Stored data:
———

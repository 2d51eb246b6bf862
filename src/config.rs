use std::fs;
use std::path::Path;

use serde::{Deserialize, Serialize};

use crate::error::{Result, SnippetError};

pub const DEFAULT_CONFIG_FILE: &str = "snippets.toml";

#[derive(Debug, Clone, PartialEq, Serialize, Deserialize)]
#[serde(default)]
pub struct SnippetConfig {
    /// `tracing` filter directive, overridden by `RUST_LOG`.
    pub log_filter: String,
    pub greeting: GreetingConfig,
    pub fonts: FontConfig,
}

#[derive(Debug, Clone, Default, PartialEq, Serialize, Deserialize)]
#[serde(default)]
pub struct GreetingConfig {
    pub provider: Option<String>,
}

#[derive(Debug, Clone, Default, PartialEq, Serialize, Deserialize)]
#[serde(default)]
pub struct FontConfig {
    pub preload: Vec<String>,
}

impl Default for SnippetConfig {
    fn default() -> Self {
        Self {
            log_filter: "warn".to_string(),
            greeting: GreetingConfig::default(),
            fonts: FontConfig::default(),
        }
    }
}

impl SnippetConfig {
    pub fn from_toml_str(content: &str) -> Result<Self> {
        Ok(toml::from_str(content)?)
    }

    pub fn load(path: &Path) -> Result<Self> {
        let content = fs::read_to_string(path)?;
        Self::from_toml_str(&content)
    }

    /// Defaults when `path` does not exist; read and parse errors propagate.
    pub fn load_or_default(path: &Path) -> Result<Self> {
        if path.exists() {
            Self::load(path)
        } else {
            Ok(Self::default())
        }
    }

    /// Never fails: an unreadable or malformed file yields the defaults plus
    /// the error, for the caller to report once logging is up.
    pub fn load_lenient(path: &Path) -> (Self, Option<SnippetError>) {
        match Self::load_or_default(path) {
            Ok(config) => (config, None),
            Err(err) => (Self::default(), Some(err)),
        }
    }
}
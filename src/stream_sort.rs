// Pattern 4: Stream-style Sorting
// Sorted copies built through iterator adapters; inputs are never mutated.

use std::fmt::Display;
use std::io::Write;

use itertools::Itertools;

use crate::error::Result;

/// Returns a new array with the elements of `input` in ascending order.
pub fn sorted_array<const N: usize>(input: &[i32; N]) -> [i32; N] {
    let mut out = [0; N];
    for (slot, value) in out.iter_mut().zip(input.iter().copied().sorted()) {
        *slot = value;
    }
    out
}

/// Returns a new `Vec` with the elements of `input` in ascending order.
pub fn sorted_list(input: &[i32]) -> Vec<i32> {
    input.iter().copied().sorted().collect()
}

pub fn print_each<W, I>(out: &mut W, items: I) -> Result<()>
where
    W: Write,
    I: IntoIterator,
    I::Item: Display,
{
    for item in items {
        writeln!(out, "{item}")?;
    }
    Ok(())
}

———

*TO DO*
From the records above, print exactly the lines that run from the line with "let mut out = [0; N];" to the line with "pub fn sorted_list(input: &[i32])", inclusive.

*RESULT OF THE TASK*
    let mut out = [0; N];
    for (slot, value) in out.iter_mut().zip(input.iter().copied().sorted()) {
        *slot = value;
    }
    out
}

/// Returns a new `Vec` with the elements of `input` in ascending order.
pub fn sorted_list(input: &[i32]) -> Vec<i32> {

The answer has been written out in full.